ERA has created new energy facilities across the Midlands, and also supports demonstration projects such as the Trent Basin community energy scheme in Nottingham and the Tyseley Energy Park in Birmingham.
The minister’s final visit of the day was to the Advanced Manufacturing Building, where she saw some of the work being done by the University of Nottingham to support manufacturing businesses through the use of state-of-the-art robotic technologies, and other advanced manufacturing innovations.
Speaking about the Minister’s visit, Professor Alec Cameron, Chair of Midlands Innovation and Vice Chancellor of Aston University, said: “I’m delighted that the Science Minister was able to visit us here in the Midlands today. We were able to talk to her about the innovative work being done across the region in our key themes of energy through ERA and, transport and health. She was also very interested in our initiatives for supporting entrepreneurs through MICRA, the development of technicians through our TALENT programme, and how we are combining resources to share the use of equipment.”
Professor Andy Long, Deputy Vice-Chancellor of the University of Nottingham, said: “It was fantastic to be able to welcome the Minister to Nottingham for her first official visit, and to be able to show her some of the cutting edge research facilities we have. It was also good to be able to highlight the strengths of the Midlands region alongside our Midlands Innovation partners.”
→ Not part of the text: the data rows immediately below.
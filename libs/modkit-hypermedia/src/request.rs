//! Request-scoped inputs of a write.

use http::HeaderMap;
use http::header::{ACCEPT, ACCEPT_LANGUAGE};
use url::Url;

/// Everything a write needs to know about the request it answers.
#[derive(Debug, Clone)]
pub struct RequestContext {
    server_url: Url,
    headers: HeaderMap,
    languages: Vec<String>,
}

impl RequestContext {
    /// Context for a request served under `server_url` (e.g. `http://host/api`).
    #[must_use]
    pub fn new(server_url: Url) -> Self {
        Self {
            server_url,
            headers: HeaderMap::new(),
            languages: Vec::new(),
        }
    }

    /// Attach request headers; preferred languages are taken from `Accept-Language`.
    #[must_use]
    pub fn with_headers(mut self, headers: HeaderMap) -> Self {
        self.languages = headers
            .get(ACCEPT_LANGUAGE)
            .and_then(|v| v.to_str().ok())
            .map(parse_accept_language)
            .unwrap_or_default();
        self.headers = headers;
        self
    }

    #[must_use]
    pub fn server_url(&self) -> &Url {
        &self.server_url
    }

    #[must_use]
    pub fn headers(&self) -> &HeaderMap {
        &self.headers
    }

    /// Preferred languages, best first.
    #[must_use]
    pub fn languages(&self) -> &[String] {
        &self.languages
    }

    /// Raw `Accept` header, if any.
    #[must_use]
    pub fn accept(&self) -> Option<&str> {
        self.headers.get(ACCEPT).and_then(|v| v.to_str().ok())
    }
}

/// Parse an `Accept-Language` header into language tags ordered by q-value.
///
/// Tags with `q=0` are dropped, as is the `*` wildcard. Ties keep header order.
#[must_use]
pub fn parse_accept_language(header: &str) -> Vec<String> {
    let mut weighted: Vec<(u16, String)> = header
        .split(',')
        .filter_map(|entry| {
            let mut parts = entry.split(';');
            let tag = parts.next()?.trim();
            if tag.is_empty() || tag == "*" {
                return None;
            }
            let weight = parts
                .filter_map(|p| p.trim().strip_prefix("q="))
                .find_map(parse_quality)
                .unwrap_or(1000);
            (weight > 0).then(|| (weight, tag.to_owned()))
        })
        .collect();
    weighted.sort_by(|a, b| b.0.cmp(&a.0));
    weighted.into_iter().map(|(_, tag)| tag).collect()
}

/// Parse a q-value into thousandths, so that weights compare as integers.
pub(crate) fn parse_quality(raw: &str) -> Option<u16> {
    let raw = raw.trim();
    let (int, frac) = raw.split_once('.').unwrap_or((raw, ""));
    if frac.len() > 3 || !frac.chars().all(|c| c.is_ascii_digit()) {
        return None;
    }
    let frac_value: u16 = if frac.is_empty() {
        0
    } else {
        format!("{frac:0<3}").parse().ok()?
    };
    match int {
        "0" => Some(frac_value),
        "1" if frac_value == 0 => Some(1000),
        _ => None,
    }
}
Midlands Innovation includes eight partners – Aston University, the University of Birmingham, Cranfield University, Keele University, the University of Leicester, Loughborough University, the University of Nottingham and the University of Warwick. Together the partnership creates 95,000 jobs and brings together over 10,000 academics, delivering more than £10 billion GVA for the region and the UK.
Dr Helen Turner, Director of Midlands Innovation, added: “We explained to the Minister how, through our programmes, we are able to bring people together who can make innovation happen and develop new skills and expertise, delivering real economic value to our region. Through our work, we are able to help the government achieve its objective to put the UK at the forefront of science and innovation, and also achieve its aim to reach net-zero by 2050.
“We are very much looking forward to working with the Minister and her team in the department of BEIS over the coming years.”